Meski terkejut karena kedatangan Harry yang ternyata lebih pagi darinya, Ratu cukup bersyukur karena tak melihat Harry dengan ekspresi jahilnya pagi ini.
Ratu berharap hari ini dia bisa melalui hari kerjanya yang normal, tanpa candaan sang bos yang terdengar tak masuk akal seperti saat hari pertamanya bekerja bersamanya kemarin.
*
Sarapan pagi bersama klien itu berjalan dengan lancar. Harry dan kliennya membicarakan tentang sekolah berbasis SAINS di Indonesia, yang dijalankan menggunakan kurikulum dari Jepang. Sehingga mereka meminta KIT[2] pembelajaran agar dibuat khusus untuk sekolah mereka.
KIT itu nantinya sudah dirancang dengan model yang ditentukan dari Jepang, sehingga Global Chem tinggal membuat sesuai pesanan dan merakitnya saja.

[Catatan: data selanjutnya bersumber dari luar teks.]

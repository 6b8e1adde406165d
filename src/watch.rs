// src/watch.rs
//! The polling loop: fetch → extract → filter/dedup → notify, then sleep.
//!
//! Everything runs on one task, strictly in sequence. Failures of a single
//! step are logged and end (or skip part of) the current cycle only; the loop
//! itself never stops on its own. A shutdown signal lets the in-flight cycle
//! finish and interrupts the sleep.

use anyhow::Result;
use metrics::{counter, gauge};
use std::future::Future;
use std::time::Duration;
use tracing::{debug, info, warn};

use crate::config::AppConfig;
use crate::filter::{filter_new_matches, MatchRule};
use crate::ingest::{AnnouncementExtractor, HttpPageSource, PageSource};
use crate::notify::{build_notifier, Notifier};
use crate::seen::SeenSet;

/// What one cycle did. Fetch failure and "nothing new" both mean no sends.
#[derive(Debug, Clone, Copy, Default, PartialEq, Eq)]
pub struct CycleReport {
    pub fetched: bool,
    pub announcements: usize,
    pub new_matches: usize,
    pub sent: usize,
    pub failed: usize,
}

pub struct Watcher {
    source: Box<dyn PageSource>,
    extractor: AnnouncementExtractor,
    rule: MatchRule,
    notifier: Box<dyn Notifier>,
    seen: SeenSet,
}

impl Watcher {
    pub fn new(
        source: Box<dyn PageSource>,
        extractor: AnnouncementExtractor,
        rule: MatchRule,
        notifier: Box<dyn Notifier>,
        seen: SeenSet,
    ) -> Self {
        Self {
            source,
            extractor,
            rule,
            notifier,
            seen,
        }
    }

    /// Wire the HTTP page source and the configured notifier.
    pub fn from_config(cfg: &AppConfig) -> Result<Self> {
        Ok(Self::new(
            Box::new(HttpPageSource::from_config(&cfg.watch)?),
            AnnouncementExtractor::new(&cfg.watch.selector)?,
            MatchRule::from_config(&cfg.watch),
            build_notifier(cfg)?,
            SeenSet::with_capacity(cfg.watch.seen_capacity),
        ))
    }

    pub fn seen(&self) -> &SeenSet {
        &self.seen
    }

    /// One full pass. Never returns an error: every failure is logged here.
    pub async fn run_cycle(&mut self) -> CycleReport {
        crate::telemetry::ensure_described();
        let mut report = CycleReport::default();

        let html = match self.source.fetch_page().await {
            Ok(body) => body,
            Err(e) => {
                warn!(target: "watch", error = ?e, source = self.source.name(), "page fetch failed");
                counter!("watch_fetch_errors_total").increment(1);
                self.finish(&report);
                return report;
            }
        };
        report.fetched = true;

        let candidates = self.extractor.extract(&html);
        report.announcements = candidates.len();
        if candidates.is_empty() {
            debug!(target: "watch", selector = self.extractor.css(), "no announcements on page");
        }

        let fresh = filter_new_matches(candidates, &self.rule, &mut self.seen);
        report.new_matches = fresh.len();
        counter!("watch_new_matches_total").increment(fresh.len() as u64);

        for text in &fresh {
            info!(target: "watch", announcement = %text, "new matching announcement");
            match self.notifier.send(text).await {
                Ok(()) => {
                    report.sent += 1;
                    counter!("watch_notify_sent_total").increment(1);
                }
                Err(e) => {
                    report.failed += 1;
                    warn!(target: "notify", error = ?e, notifier = self.notifier.name(), "notification failed");
                    counter!("watch_notify_errors_total").increment(1);
                }
            }
        }

        self.finish(&report);
        report
    }

    fn finish(&self, report: &CycleReport) {
        counter!("watch_cycles_total").increment(1);
        gauge!("watch_seen_size").set(self.seen.len() as f64);
        gauge!("watch_last_cycle_ts").set(chrono::Utc::now().timestamp() as f64);
        info!(
            target: "watch",
            fetched = report.fetched,
            announcements = report.announcements,
            new_matches = report.new_matches,
            sent = report.sent,
            failed = report.failed,
            "cycle finished"
        );
    }

    /// Cycle, sleep `interval`, repeat until `shutdown` resolves.
    /// A cycle in progress is never cut short.
    pub async fn run<F>(&mut self, interval: Duration, shutdown: F)
    where
        F: Future<Output = ()>,
    {
        tokio::pin!(shutdown);
        info!(target: "watch", interval_secs = interval.as_secs(), "watch loop started");
        loop {
            self.run_cycle().await;

            tokio::select! {
                biased;
                _ = &mut shutdown => {
                    info!(target: "watch", "shutdown requested, leaving watch loop");
                    return;
                }
                _ = tokio::time::sleep(interval) => {}
            }
        }
    }
}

Kemudian nantinya juga akan ada pihak dari Jepang yang akan melakukan assesment terhadap produk yang telah dibuat sebelum didistribusikan ke sekolah tersebut.
Hal ini disetujui oleh CEO sebelumnya, yakni Tuan Bagus. Menurut Tuan Bagus, hal ini bisa menjadi salah satu sarana promosi kancah Internasional bagi Global Chem.
Sehingga mau tidak mau, Harry yang harus melanjutkan kerja sama ini. Beruntung Ratu tak perlu dibuat sulit, karena bos-nya yang sekarang juga memiliki pemikiran yang sama dengan CEO terdahulu untuk menyetujui kerja sama ini.
Sembari menunggu sang bos sarapan pagi tadi, Ratu baru sempat membuka ponsel pribadinya lagi, dan ia baru menyadari jika ada balasan pesan dari petugas penjaga parkir.
[Selamat pagi juga, Bu. Mobil putih di samping milik ibu adalah mobil Pak Harry]
Ada rasa sesal dalam hati Ratu karena tak membuka ponselnya terlebih dahulu sebelum ia menuju ke ruangan bos-nya.
Kini Harry dan Ratu kembali lagi ke perusahaan.
"Orang Jepang itu memang sangat detail," ujar Harry membuka percakapan begitu mobil dijalankan untuk kembali pulang.
"Emm, iya, Pak," jawab Ratu tanpa basa-basi.
"Aku tadi melihat contoh rancang KIT yang mereka inginkan untuk salah satu praktikum di sekolah lanjutan. KIT yang mereka buat, sama sekali berbeda dengan KIT yang pernah aku gunakan saat sekolah dulu," gumam Harry.
Ratu hanya terdiam sambil terus fokus pada kemudi dan jalanan di hadapannya.
"Ah, atau mungkin waktu yang sudah berkembang, sehingga pembelajaran sekarang akan lebih maju daripada zamanku dulu. Apalagi di zamanmu, ya, 'kan, Ratu?" Senyum Harry terbit yang terlihat oleh Ratu melalui spion dalam mobil.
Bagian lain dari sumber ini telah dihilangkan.